Tangan kanan si pemuda tak ongkang-ongkang. Diraihnya tanduk kerbau dan diperlakukannya bagai tali kekang untuk mengarahkan kemana kerbau itu berlari. Meski menghambur kesetanan, laju kerbau itu kini sedikit terarah. Sesekali orang-orang yang sejak tadi berdesakan di pinggir alun-alun kerajaan Mataram menonton peristiwa itu, berteriak ketakutan setiap kali kerbau itu seperti hendak melabrak mereka sebelum dibelokkan si pemuda.

Si pemuda sendiri kini seolah menikmati kelakuannya di atas punggung kerbau. Sesekali diremasnya ekor yang terlipat itu lebih keras. Selalu, kerbau gila itu meresponsnya dengan berlari tunggang langgang lebih kencang lagi. Atraksi itu tak urung mendapat tanggapan meriah orang-orang seputaran alun-alun. Tepuk tangan membahana mengagumi kelihaian si pemuda.

Tiba-tiba semacam kesadaran melintas di benak si pemuda. “Tidak pada tempatnya aku menyiksa binatang ini,” pikirnya. “Toh Sinuhun pasti memintaku membunuh kerbau ini karena sudah tak mungkin lagi dijinakkan.” Kini si pemuda merasa kelakuannya itu tak layak bagi seorang ksatria seperti dirinya. Mempermainkan hewan, apalagi yang jelas-jelas segera menuju kematian.

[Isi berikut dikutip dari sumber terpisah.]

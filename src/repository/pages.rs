//! Image page rows, worker claims, and the claim reaper.

use chrono::{Duration, Utc};
use rusqlite::{params, OptionalExtension, Row};

use super::{parse_datetime, parse_datetime_opt, with_retry, Repository, Result};
use crate::models::{ImagePage, OcrState};

impl Repository {
    /// Insert a page row; an existing row for the same page is left alone.
    pub fn save_page(&self, page: &ImagePage) -> Result<()> {
        with_retry(|| {
            let conn = self.connect()?;
            conn.execute(
                r#"INSERT OR IGNORE INTO image_pages
                   (id, document_id, page_number, image_path, width, height,
                    ocr_state, attempts, last_error, claimed_at, updated_at)
                   VALUES (?1, ?2, ?3, ?4, ?5, ?6, ?7, ?8, ?9, ?10, ?11)"#,
                params![
                    page.id,
                    page.document_id,
                    page.page_number as i64,
                    page.image_path,
                    page.width as i64,
                    page.height as i64,
                    page.ocr_state.as_str(),
                    page.attempts as i64,
                    page.last_error,
                    page.claimed_at.map(|t| t.to_rfc3339()),
                    page.updated_at.to_rfc3339(),
                ],
            )?;
            Ok(())
        })
    }

    /// Fetch a page by id.
    pub fn get_page(&self, page_id: &str) -> Result<Option<ImagePage>> {
        let conn = self.connect()?;
        let page = conn
            .query_row(
                "SELECT * FROM image_pages WHERE id = ?",
                params![page_id],
                row_to_page,
            )
            .optional()?;
        Ok(page)
    }

    /// All pages of a document, in page order.
    pub fn get_pages_for_document(&self, document_id: &str) -> Result<Vec<ImagePage>> {
        let conn = self.connect()?;
        let mut stmt = conn
            .prepare("SELECT * FROM image_pages WHERE document_id = ? ORDER BY page_number")?;
        let pages = stmt
            .query_map(params![document_id], row_to_page)?
            .collect::<std::result::Result<Vec<_>, _>>()?;
        Ok(pages)
    }

    /// Count pages of a document.
    pub fn count_pages_for_document(&self, document_id: &str) -> Result<u32> {
        let conn = self.connect()?;
        let count: i64 = conn.query_row(
            "SELECT COUNT(*) FROM image_pages WHERE document_id = ?",
            params![document_id],
            |row| row.get(0),
        )?;
        Ok(count as u32)
    }

    /// Count pages in a given state.
    pub fn count_pages_in_state(&self, state: OcrState) -> Result<u64> {
        let conn = self.connect()?;
        let count: i64 = conn.query_row(
            "SELECT COUNT(*) FROM image_pages WHERE ocr_state = ?",
            params![state.as_str()],
            |row| row.get(0),
        )?;
        Ok(count as u64)
    }

    /// Atomically claim up to `limit` pending pages for processing.
    ///
    /// Claimed rows flip to `in_progress` with `claimed_at` set, inside a
    /// single immediate transaction so concurrent workers never claim the
    /// same row.
    pub fn claim_pending_pages(&self, limit: u32) -> Result<Vec<ImagePage>> {
        with_retry(|| {
            let conn = self.connect()?;
            conn.execute_batch("BEGIN IMMEDIATE")?;

            let result: Result<Vec<ImagePage>> = (|| {
                let mut stmt = conn.prepare(
                    "SELECT * FROM image_pages WHERE ocr_state = 'pending'
                     ORDER BY updated_at ASC LIMIT ?",
                )?;
                let mut pages: Vec<ImagePage> = stmt
                    .query_map(params![limit], row_to_page)?
                    .collect::<std::result::Result<Vec<_>, _>>()?;

                let now = Utc::now();
                for page in &mut pages {
                    conn.execute(
                        "UPDATE image_pages
                         SET ocr_state = 'in_progress', claimed_at = ?2, updated_at = ?2
                         WHERE id = ?1",
                        params![page.id, now.to_rfc3339()],
                    )?;
                    page.ocr_state = OcrState::InProgress;
                    page.claimed_at = Some(now);
                    page.updated_at = now;
                }
                Ok(pages)
            })();

            if result.is_ok() {
                conn.execute_batch("COMMIT")?;
            } else {
                let _ = conn.execute_batch("ROLLBACK");
            }
            result
        })
    }

    /// Release a claim, returning the page to `pending` (shutdown path).
    pub fn release_page_claim(&self, page_id: &str) -> Result<()> {
        let conn = self.connect()?;
        conn.execute(
            "UPDATE image_pages
             SET ocr_state = 'pending', claimed_at = NULL, updated_at = ?2
             WHERE id = ?1 AND ocr_state = 'in_progress'",
            params![page_id, Utc::now().to_rfc3339()],
        )?;
        Ok(())
    }

    /// Record a transient failure: bump attempts and return to `pending`
    /// until the attempt budget is exhausted, then park in `failed`.
    pub fn record_page_failure(
        &self,
        page_id: &str,
        error: &str,
        max_attempts: u32,
        permanent: bool,
    ) -> Result<OcrState> {
        with_retry(|| {
            let conn = self.connect()?;
            let attempts: i64 = conn
                .query_row(
                    "SELECT attempts FROM image_pages WHERE id = ?",
                    params![page_id],
                    |row| row.get(0),
                )
                .optional()?
                .unwrap_or(0);

            let attempts = attempts + 1;
            let next_state = if permanent || attempts >= max_attempts as i64 {
                OcrState::Failed
            } else {
                OcrState::Pending
            };

            conn.execute(
                "UPDATE image_pages
                 SET ocr_state = ?2, attempts = ?3, last_error = ?4,
                     claimed_at = NULL, updated_at = ?5
                 WHERE id = ?1",
                params![
                    page_id,
                    next_state.as_str(),
                    attempts,
                    error,
                    Utc::now().to_rfc3339(),
                ],
            )?;
            Ok(next_state)
        })
    }

    /// Reset failed pages to pending for reprocessing.
    pub fn reset_failed_pages(&self) -> Result<u64> {
        let conn = self.connect()?;
        let n = conn.execute(
            "UPDATE image_pages
             SET ocr_state = 'pending', attempts = 0, last_error = NULL, updated_at = ?
             WHERE ocr_state = 'failed'",
            params![Utc::now().to_rfc3339()],
        )?;
        Ok(n as u64)
    }

    /// Return stale `in_progress` claims to `pending`.
    ///
    /// A claim is stale when its holder has not touched the row for longer
    /// than `ttl_seconds` (crashed or killed worker).
    pub fn reap_stale_claims(&self, ttl_seconds: u64) -> Result<u64> {
        let cutoff = Utc::now() - Duration::seconds(ttl_seconds as i64);
        let conn = self.connect()?;
        let n = conn.execute(
            "UPDATE image_pages
             SET ocr_state = 'pending', claimed_at = NULL, updated_at = ?2
             WHERE ocr_state = 'in_progress' AND claimed_at IS NOT NULL AND claimed_at < ?1",
            params![cutoff.to_rfc3339(), Utc::now().to_rfc3339()],
        )?;
        Ok(n as u64)
    }
}

fn row_to_page(row: &Row) -> rusqlite::Result<ImagePage> {
    let state_str: String = row.get("ocr_state")?;
    Ok(ImagePage {
        id: row.get("id")?,
        document_id: row.get("document_id")?,
        page_number: row.get::<_, i64>("page_number")? as u32,
        image_path: row.get("image_path")?,
        width: row.get::<_, i64>("width")? as u32,
        height: row.get::<_, i64>("height")? as u32,
        ocr_state: OcrState::parse(&state_str).unwrap_or(OcrState::Pending),
        attempts: row.get::<_, i64>("attempts")? as u32,
        last_error: row.get("last_error")?,
        claimed_at: parse_datetime_opt(row.get("claimed_at")?),
        updated_at: parse_datetime(&row.get::<_, String>("updated_at")?),
    })
}

#[cfg(test)]
mod tests {
    use super::super::test_support::temp_repo;
    use crate::models::{Document, FileType, ImagePage, OcrState};

    fn seed_doc_with_pages(repo: &super::Repository, n: u32) -> String {
        let doc = Document::new(
            Document::content_id(format!("doc-{n}").as_bytes()),
            "https://example.com/doc.pdf".into(),
            "doc.pdf".into(),
            FileType::Pdf,
            100,
            serde_json::json!({}),
        );
        repo.save_document(&doc).unwrap();
        for page_num in 1..=n {
            let page = ImagePage::new(doc.id.clone(), page_num, 800, 1000);
            repo.save_page(&page).unwrap();
        }
        doc.id
    }

    #[test]
    fn test_save_page_is_idempotent() {
        let (_dir, repo) = temp_repo();
        let doc_id = seed_doc_with_pages(&repo, 1);
        let page = ImagePage::new(doc_id.clone(), 1, 800, 1000);
        repo.save_page(&page).unwrap();
        assert_eq!(repo.count_pages_for_document(&doc_id).unwrap(), 1);
    }

    #[test]
    fn test_claim_flips_state_once() {
        let (_dir, repo) = temp_repo();
        seed_doc_with_pages(&repo, 3);

        let first = repo.claim_pending_pages(2).unwrap();
        assert_eq!(first.len(), 2);
        assert!(first.iter().all(|p| p.ocr_state == OcrState::InProgress));

        let second = repo.claim_pending_pages(2).unwrap();
        assert_eq!(second.len(), 1);

        let third = repo.claim_pending_pages(2).unwrap();
        assert!(third.is_empty());
    }

    #[test]
    fn test_transient_failure_returns_to_pending_until_budget() {
        let (_dir, repo) = temp_repo();
        let doc_id = seed_doc_with_pages(&repo, 1);
        let page_id = ImagePage::page_id(&doc_id, 1);

        for attempt in 1..5u32 {
            let state = repo
                .record_page_failure(&page_id, "timeout", 5, false)
                .unwrap();
            assert_eq!(state, OcrState::Pending, "attempt {attempt}");
        }
        let state = repo
            .record_page_failure(&page_id, "timeout", 5, false)
            .unwrap();
        assert_eq!(state, OcrState::Failed);
    }

    #[test]
    fn test_permanent_failure_fails_immediately() {
        let (_dir, repo) = temp_repo();
        let doc_id = seed_doc_with_pages(&repo, 1);
        let page_id = ImagePage::page_id(&doc_id, 1);
        let state = repo
            .record_page_failure(&page_id, "corrupt image", 5, true)
            .unwrap();
        assert_eq!(state, OcrState::Failed);
        let page = repo.get_page(&page_id).unwrap().unwrap();
        assert_eq!(page.last_error.as_deref(), Some("corrupt image"));
    }

    #[test]
    fn test_reaper_returns_stale_claims() {
        let (_dir, repo) = temp_repo();
        seed_doc_with_pages(&repo, 1);
        let claimed = repo.claim_pending_pages(1).unwrap();
        assert_eq!(claimed.len(), 1);

        // Fresh claim is not reaped.
        assert_eq!(repo.reap_stale_claims(900).unwrap(), 0);
        // TTL of zero makes every claim stale.
        assert_eq!(repo.reap_stale_claims(0).unwrap(), 1);
        assert_eq!(
            repo.count_pages_in_state(OcrState::Pending).unwrap(),
            1
        );
    }
}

Hanya perlu beberapa detik berpikir sebelum tekad pemuda itu bulat. Sejak awal memang Sinuhun Kerajaan Mataram, Sultan Agung Adi Prabu Hanyokrokusumo, memintanya menaklukkan kebo edan itu. Kerbau jantan, besar dan kokoh yang sebelumnya sama sekali bukan kerbau gila. Kerbau itu dibuat gila agar sempurna untuk lawan uji coba dirinya.

Dari sisi itu saja sebenarnya sudah cukup pemuda itu bisa berpikir bahwa si kerbau itu benar-benar dizalimi: dibuat gila untuk diadu, kemudian mau tak mau harus dibunuh karena tak mungkin lagi disembuhkan dari kegilaan.

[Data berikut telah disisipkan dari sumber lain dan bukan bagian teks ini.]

//! Search index construction.
//!
//! One row per OCR text: a lowercased punctuation-collapsed string plus
//! the ordered token sequence. Queries run through the same functions so
//! page text and query text always agree on tokenization.

use crate::models::{OcrText, SearchRecord};

/// Lowercase and collapse every non-alphanumeric run to a single space.
pub fn searchable_text(normalized: &str) -> String {
    let mut out = String::with_capacity(normalized.len());
    let mut last_was_space = true;
    for c in normalized.chars() {
        if c.is_alphanumeric() {
            for lower in c.to_lowercase() {
                out.push(lower);
            }
            last_was_space = false;
        } else if !last_was_space {
            out.push(' ');
            last_was_space = true;
        }
    }
    while out.ends_with(' ') {
        out.pop();
    }
    out
}

/// Tokenize on whitespace, keeping order and duplicates.
pub fn tokenize(searchable: &str) -> Vec<String> {
    searchable
        .split_whitespace()
        .map(|t| t.to_string())
        .collect()
}

/// Normalize a raw query the same way page text is indexed.
pub fn query_tokens(query: &str) -> Vec<String> {
    tokenize(&searchable_text(query))
}

/// Build the search row for one OCR text.
pub fn build_record(ocr: &OcrText) -> SearchRecord {
    let searchable = searchable_text(&ocr.normalized_text);
    let tokens = tokenize(&searchable);
    SearchRecord {
        id: uuid::Uuid::new_v4().to_string(),
        ocr_id: ocr.id.clone(),
        document_id: ocr.document_id.clone(),
        searchable_text: searchable,
        tokens,
    }
}

#[cfg(test)]
mod tests {
    use super::*;

    #[test]
    fn test_searchable_text_collapses_punctuation() {
        assert_eq!(searchable_text("Hello, World!"), "hello world");
        assert_eq!(searchable_text("U.S. Navy"), "u s navy");
        assert_eq!(searchable_text("  lots   of---dashes  "), "lots of dashes");
    }

    #[test]
    fn test_tokens_keep_order_and_duplicates() {
        let tokens = tokenize(&searchable_text("the log, the log"));
        assert_eq!(tokens, vec!["the", "log", "the", "log"]);
    }

    #[test]
    fn test_query_tokens_match_page_tokenization() {
        assert_eq!(query_tokens("\"U.S.\""), query_tokens("U S"));
        assert_eq!(query_tokens("Flight-Log"), vec!["flight", "log"]);
    }

    #[test]
    fn test_empty_text() {
        assert_eq!(searchable_text("...!!!"), "");
        assert!(query_tokens("").is_empty());
    }
}
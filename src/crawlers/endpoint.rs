//! Generic JSON endpoint crawler.
//!
//! Tries a fixed set of listing paths under a base URL and extracts file
//! descriptors from whatever JSON shape the first successful response
//! has. Some worker-backed endpoints serve JSON with a text/plain
//! content type, so bodies that merely look like JSON are parsed too.

use serde_json::Value;
use url::Url;

use super::{allowed_extension, CrawlOutcome, FileDescriptor, HttpClient};
use crate::error::{Error, Result};

/// Candidate listing paths, in order. The first JSON response wins.
const LISTING_PATHS: &[&str] = &["api/all-files", "files.json", "list.json", "api/files", ""];

/// Crawler for generic JSON listing endpoints.
pub struct EndpointCrawler<'a> {
    client: &'a HttpClient,
    base_url: String,
}

impl<'a> EndpointCrawler<'a> {
    pub fn new(client: &'a HttpClient, base_url: &str) -> Self {
        Self {
            client,
            base_url: base_url.trim_end_matches('/').to_string(),
        }
    }

    /// Discover candidate files from the endpoint.
    ///
    /// Exhausting every listing candidate yields a `discovery_failed`
    /// error alongside the (empty) descriptor list.
    pub async fn discover(&self) -> Result<CrawlOutcome> {
        let mut outcome = CrawlOutcome::default();

        for path in LISTING_PATHS {
            let url = if path.is_empty() {
                format!("{}/", self.base_url)
            } else {
                format!("{}/{}", self.base_url, path)
            };

            let body = match self.client.get_text(&url, Some("application/json")).await {
                Ok(body) => body,
                Err(e) => {
                    outcome.errors.push(format!("{url}: {e}"));
                    continue;
                }
            };

            match parse_listing(&body) {
                Some(data) => {
                    outcome.descriptors = extract_files_from_json(&data, &self.base_url);
                    tracing::info!(
                        "Discovered {} files from {}",
                        outcome.descriptors.len(),
                        url
                    );
                    return Ok(outcome);
                }
                None => {
                    outcome.errors.push(format!("{url}: body is not JSON"));
                }
            }
        }

        Err(Error::PermanentUpstream(format!(
            "discovery_failed: no listing candidate under {} returned JSON ({} attempts failed)",
            self.base_url,
            outcome.errors.len()
        )))
    }
}

/// Parse a listing body as JSON, accepting JSON-looking text/plain.
fn parse_listing(body: &str) -> Option<Value> {
    let trimmed = body.trim_start();
    if !(trimmed.starts_with('{') || trimmed.starts_with('[')) {
        return None;
    }
    serde_json::from_str(body).ok()
}

/// Best-effort descriptor extraction from unknown JSON shapes.
///
/// Supported: arrays of strings, arrays of objects carrying one of
/// `key|url|href|path` plus `filename|name` (or the path tail), and
/// objects wrapping such arrays under `files|items|data|results`.
pub(crate) fn extract_files_from_json(data: &Value, download_base: &str) -> Vec<FileDescriptor> {
    let mut out = Vec::new();

    let mut handle_item = |item: &Value| {
        match item {
            Value::String(href) => {
                let filename = path_tail(href);
                if allowed_extension(&filename) {
                    if let Some(url) = resolve(download_base, href) {
                        out.push(descriptor(url, filename));
                    }
                }
            }
            Value::Object(map) => {
                let href = ["key", "url", "href", "path"]
                    .iter()
                    .find_map(|k| map.get(*k).and_then(Value::as_str));
                let Some(href) = href else { return };

                let filename = ["filename", "name"]
                    .iter()
                    .find_map(|k| map.get(*k).and_then(Value::as_str))
                    .map(|s| s.to_string())
                    .unwrap_or_else(|| path_tail(href));

                if allowed_extension(&filename) {
                    if let Some(url) = resolve(download_base, href.trim_start_matches('/')) {
                        out.push(descriptor(url, filename));
                    }
                }
            }
            _ => {}
        }
    };

    match data {
        Value::Array(items) => {
            for item in items {
                handle_item(item);
            }
        }
        Value::Object(map) => {
            for key in ["files", "items", "data", "results"] {
                if let Some(Value::Array(items)) = map.get(key) {
                    for item in items {
                        handle_item(item);
                    }
                }
            }
        }
        _ => {}
    }

    out
}

fn descriptor(url: String, filename: String) -> FileDescriptor {
    let hint = filename
        .rsplit_once('.')
        .map(|(_, ext)| ext.to_lowercase());
    FileDescriptor {
        url,
        filename,
        content_type_hint: hint,
        section_label: String::new(),
        exclude_reason: None,
    }
}

fn path_tail(href: &str) -> String {
    href.rsplit('/').next().unwrap_or(href).to_string()
}

fn resolve(base: &str, href: &str) -> Option<String> {
    if href.starts_with("http://") || href.starts_with("https://") {
        return Some(href.to_string());
    }
    Url::parse(&format!("{base}/"))
        .and_then(|b| b.join(href))
        .map(|u| u.to_string())
        .ok()
}

#[cfg(test)]
mod tests {
    use super::*;

    const BASE: &str = "https://files.example.org";

    #[test]
    fn test_array_of_strings() {
        let data: Value = serde_json::from_str(r#"["a.pdf", "b.txt", "dir/c.png"]"#).unwrap();
        let files = extract_files_from_json(&data, BASE);
        assert_eq!(files.len(), 2);
        assert_eq!(files[0].filename, "a.pdf");
        assert_eq!(files[0].url, format!("{BASE}/a.pdf"));
        assert_eq!(files[1].filename, "c.png");
        assert_eq!(files[1].url, format!("{BASE}/dir/c.png"));
    }

    #[test]
    fn test_array_of_objects_with_key() {
        let data: Value = serde_json::from_str(
            r#"[{"key": "files/scan1.pdf", "filename": "scan1.pdf", "size": 100}]"#,
        )
        .unwrap();
        let files = extract_files_from_json(&data, BASE);
        assert_eq!(files.len(), 1);
        assert_eq!(files[0].url, format!("{BASE}/files/scan1.pdf"));
        assert_eq!(files[0].content_type_hint.as_deref(), Some("pdf"));
    }

    #[test]
    fn test_wrapped_files_array() {
        let data: Value = serde_json::from_str(
            r#"{"files": [{"url": "https://cdn.example.org/x.jpg", "name": "x.jpg"}]}"#,
        )
        .unwrap();
        let files = extract_files_from_json(&data, BASE);
        assert_eq!(files.len(), 1);
        assert_eq!(files[0].url, "https://cdn.example.org/x.jpg");
    }

    #[test]
    fn test_filename_derived_from_path_tail() {
        let data: Value =
            serde_json::from_str(r#"{"items": [{"path": "deep/dir/report.tiff"}]}"#).unwrap();
        let files = extract_files_from_json(&data, BASE);
        assert_eq!(files.len(), 1);
        assert_eq!(files[0].filename, "report.tiff");
    }

    #[test]
    fn test_disallowed_extensions_skipped() {
        let data: Value =
            serde_json::from_str(r#"{"results": [{"url": "/x.exe", "name": "x.exe"}]}"#).unwrap();
        assert!(extract_files_from_json(&data, BASE).is_empty());
    }

    #[test]
    fn test_parse_listing_accepts_json_looking_text() {
        assert!(parse_listing(r#"  ["a.pdf"]"#).is_some());
        assert!(parse_listing("<html></html>").is_none());
        assert!(parse_listing("{broken").is_none());
    }
}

Pemuda itu ingat, kata menaklukkan dalam terma pribadi Sang Sultan tak pernah lain kecuali membunuh, menghancurkan, membuat lawan-lawannya sirna tanpa daya, bahkan jika perlu sampai keturunanan yang akan menjadi penerus lawannya itu.

Itu artinya ketika Sultan memintanya menaklukkan kerbau gila tersebut sebagai uji coba kedigjayaannya, Sang Sultan jelas-jelas memintanya membunuh, bukan menjinakkan kerbau itu untuk kembali menjadi hewan ternak buat bantu-bantu mengerjakan sawah.

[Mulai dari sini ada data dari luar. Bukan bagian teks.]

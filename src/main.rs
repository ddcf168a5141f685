//! scansift - ingestion, OCR, and search for scan-quality document
//! corpora.

use tracing_subscriber::{layer::SubscriberExt, util::SubscriberInitExt};

use scansift::cli;

#[tokio::main]
async fn main() -> anyhow::Result<()> {
    // Load .env file if present (before anything else)
    let _ = dotenvy::dotenv();

    let default_filter = if cli::is_verbose() {
        "scansift=info"
    } else {
        "scansift=warn"
    };

    tracing_subscriber::registry()
        .with(
            tracing_subscriber::EnvFilter::try_from_default_env()
                .unwrap_or_else(|_| default_filter.into()),
        )
        .with(tracing_subscriber::fmt::layer())
        .init();

    cli::run().await
}
//! Detected entity model.

use serde::{Deserialize, Serialize};

use super::ocr::BoundingBox;

/// Kinds of entities the extractor detects.
#[derive(Debug, Clone, Copy, PartialEq, Eq, Hash, Serialize, Deserialize)]
#[serde(rename_all = "lowercase")]
pub enum EntityKind {
    Name,
    Email,
    Phone,
    Date,
    Keyword,
}

impl EntityKind {
    pub fn as_str(&self) -> &'static str {
        match self {
            Self::Name => "name",
            Self::Email => "email",
            Self::Phone => "phone",
            Self::Date => "date",
            Self::Keyword => "keyword",
        }
    }

    pub fn parse(s: &str) -> Option<Self> {
        match s.to_lowercase().as_str() {
            "name" => Some(Self::Name),
            "email" => Some(Self::Email),
            "phone" => Some(Self::Phone),
            "date" => Some(Self::Date),
            "keyword" => Some(Self::Keyword),
            _ => None,
        }
    }
}

impl std::fmt::Display for EntityKind {
    fn fmt(&self, f: &mut std::fmt::Formatter<'_>) -> std::fmt::Result {
        write!(f, "{}", self.as_str())
    }
}

/// An entity found in a page's normalized text.
#[derive(Debug, Clone, Serialize, Deserialize)]
pub struct Entity {
    pub id: String,
    pub ocr_id: String,
    pub document_id: String,
    pub page_number: u32,
    pub kind: EntityKind,
    /// The value as found in the text.
    pub value: String,
    /// Canonical form; None when normalization was not possible
    /// (e.g. a date with an implausible year).
    pub normalized_value: Option<String>,
    /// Minimal enclosing box over the words of the match, when the
    /// character span maps onto word boxes.
    pub bbox: Option<BoundingBox>,
    pub confidence: f32,
}
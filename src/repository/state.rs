//! Background ingest loop state: heartbeat, run markers, last error.

use chrono::{DateTime, Utc};
use rusqlite::{params, OptionalExtension};

use super::{parse_datetime_opt, Repository, Result};

/// Row describing one named background loop.
#[derive(Debug, Clone)]
pub struct IngestState {
    pub name: String,
    pub enabled: bool,
    pub last_run_started_at: Option<DateTime<Utc>>,
    pub last_run_completed_at: Option<DateTime<Utc>>,
    pub last_error: Option<String>,
    pub heartbeat_at: Option<DateTime<Utc>>,
}

impl Repository {
    /// Fetch loop state, creating a default row on first access.
    pub fn get_or_create_ingest_state(&self, name: &str) -> Result<IngestState> {
        let conn = self.connect()?;
        conn.execute(
            "INSERT OR IGNORE INTO ingest_state (name, enabled) VALUES (?, 1)",
            params![name],
        )?;
        let state = conn
            .query_row(
                "SELECT * FROM ingest_state WHERE name = ?",
                params![name],
                |row| {
                    Ok(IngestState {
                        name: row.get("name")?,
                        enabled: row.get::<_, i64>("enabled")? != 0,
                        last_run_started_at: parse_datetime_opt(row.get("last_run_started_at")?),
                        last_run_completed_at: parse_datetime_opt(
                            row.get("last_run_completed_at")?,
                        ),
                        last_error: row.get("last_error")?,
                        heartbeat_at: parse_datetime_opt(row.get("heartbeat_at")?),
                    })
                },
            )
            .optional()?;
        state.ok_or_else(|| {
            super::RepositoryError::CorruptRow(format!("ingest_state row missing for {name}"))
        })
    }

    /// Touch the heartbeat for a loop.
    pub fn touch_ingest_heartbeat(&self, name: &str) -> Result<()> {
        let conn = self.connect()?;
        conn.execute(
            "UPDATE ingest_state SET heartbeat_at = ? WHERE name = ?",
            params![Utc::now().to_rfc3339(), name],
        )?;
        Ok(())
    }

    /// Mark a run started, clearing the previous error.
    pub fn mark_ingest_run_started(&self, name: &str) -> Result<()> {
        let conn = self.connect()?;
        conn.execute(
            "UPDATE ingest_state
             SET last_run_started_at = ?, last_error = NULL WHERE name = ?",
            params![Utc::now().to_rfc3339(), name],
        )?;
        Ok(())
    }

    /// Mark a run completed, optionally recording an error.
    pub fn mark_ingest_run_completed(&self, name: &str, error: Option<&str>) -> Result<()> {
        let conn = self.connect()?;
        conn.execute(
            "UPDATE ingest_state
             SET last_run_completed_at = ?, last_error = ? WHERE name = ?",
            params![Utc::now().to_rfc3339(), error, name],
        )?;
        Ok(())
    }
}

#[cfg(test)]
mod tests {
    use super::super::test_support::temp_repo;

    #[test]
    fn test_state_created_on_first_access() {
        let (_dir, repo) = temp_repo();
        let state = repo.get_or_create_ingest_state("site").unwrap();
        assert_eq!(state.name, "site");
        assert!(state.enabled);
        assert!(state.last_run_started_at.is_none());
    }

    #[test]
    fn test_run_markers() {
        let (_dir, repo) = temp_repo();
        repo.get_or_create_ingest_state("site").unwrap();
        repo.mark_ingest_run_started("site").unwrap();
        repo.mark_ingest_run_completed("site", Some("boom")).unwrap();

        let state = repo.get_or_create_ingest_state("site").unwrap();
        assert!(state.last_run_started_at.is_some());
        assert!(state.last_run_completed_at.is_some());
        assert_eq!(state.last_error.as_deref(), Some("boom"));
    }
}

Tak pernah terdengar cerita Sang Sultan berlaku setengah hati dalam hal ini. Seperti juga ketika Sultan memerintahkan seorang senapati Mataram untuk membunuh utusan Kompeni alias VOC (Vereenigde Oost Indische Compagnie) Belanda, Jacob van der Marct, yang diutus Gubernur Jendral Jan Pieterszoon Coen, penguasa Batavia yang lebih dikenal dengan sebutan Murjangkung.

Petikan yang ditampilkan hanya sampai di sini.